Tuesday, June 30, 2009

Session 1: Hypertext Structure and Usage

This session is being chaired by Peter Brusilovsky called Hypertext Structure and Usage. The first presenter is Mark Bernstein from Eastgate Systems. This track session is called the Systems track. Mark is talking about On Hypertext Narrative which the paper is based on his book "Reading Hypertext". We want hypertext to do what we cannot do in print. Hypertext tells a story, and has a plot. Plot, not story is where we find meaning. Little Red Riding Hood is the first social software, according to Mark. When do we tell the reader that the wolf has run ahead and eaten grandma? We have four kinds of links. Stretchtext with no navigation (or at least no departure) is about replacing a piece of hypertext with some other hypertext, essentially "stretching" the text. Our business is about varying plot, not varying story. Text stays itself, electronic text replaces itself.

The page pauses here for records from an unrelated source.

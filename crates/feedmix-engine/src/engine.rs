use feedmix_solver::Solver;
use tracing::{debug, info};

use crate::builder;
use crate::error::Result;
use crate::formatter::{format_solution, EfficiencyPolicy, MixSolution};
use crate::model::{FeedItem, NutrientBounds};
use crate::source::{FeedCatalog, ProfileSource};

/// Least-cost ration engine.
///
/// Holds configuration only; every call is a pure function of its inputs, so
/// one engine can serve any number of threads.
#[derive(Debug, Clone, Default)]
pub struct MixEngine {
    solver: Solver,
    policy: EfficiencyPolicy,
}

impl MixEngine {
    pub fn new() -> Self {
        Self::default()
    }

    pub fn with_solver(mut self, solver: Solver) -> Self {
        self.solver = solver;
        self
    }

    pub fn with_policy(mut self, policy: EfficiencyPolicy) -> Self {
        self.policy = policy;
        self
    }

    pub fn policy(&self) -> &EfficiencyPolicy {
        &self.policy
    }

    /// Cheapest blend of `feeds` meeting `bounds`.
    ///
    /// An infeasible input is not an error: the result comes back with
    /// `feasible == false` and the least-violating allocation.
    pub fn compute_optimal_mix(&self, bounds: &NutrientBounds, feeds: &[FeedItem]) -> Result<MixSolution> {
        self.policy.validate()?;
        let problem = builder::build(bounds, feeds)?;
        let solution = self.solver.try_solve(&problem.lp)?;
        let mix = format_solution(&problem, bounds, feeds, &solution, &self.policy)?;

        if mix.feasible {
            debug!(
                feeds = feeds.len(),
                used = mix.distinct_feeds(),
                cost_per_unit = mix.cost_per_unit,
                score = mix.efficiency_score,
                "optimal mix found"
            );
        } else {
            info!(
                feeds = feeds.len(),
                violations = mix.violations.len(),
                "no feasible mix, returning least-violating blend"
            );
        }
        Ok(mix)
    }

    /// Fetch the catalog and the breed's bounds, then solve.
    ///
    /// Collaborator failures are returned unchanged.
    pub fn optimize_for(
        &self,
        catalog: &dyn FeedCatalog,
        profiles: &dyn ProfileSource,
        cattle_type_id: &str,
        weight: f64,
    ) -> Result<MixSolution> {
        let bounds = profiles.fetch_nutrient_bounds(cattle_type_id, weight)?;
        let feeds = catalog.fetch_feed_catalog()?;
        debug!(cattle_type = cattle_type_id, weight, intake = bounds.total_intake(), "optimizing ration");
        self.compute_optimal_mix(&bounds, &feeds)
    }
}

/// Solve with the default solver and efficiency policy
pub fn compute_optimal_mix(bounds: &NutrientBounds, feeds: &[FeedItem]) -> Result<MixSolution> {
    MixEngine::default().compute_optimal_mix(bounds, feeds)
}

The second paper is on Bringing Your Dead Links Back to Life. They developed PageChaser, a system to find new locations of moved Web pages which is part of the WISH project. So they asked a question: What's wrong with Google? It doesn't work becuase it needs index in advance, keyword matching and we don't know where the page is. PageChaser uses location bias and link authorities. They developed comprehensive set of heuristics for finding likely places, which many other researchers do not focus on the location factors, but just focus on broken links. Very interesting and relevant work.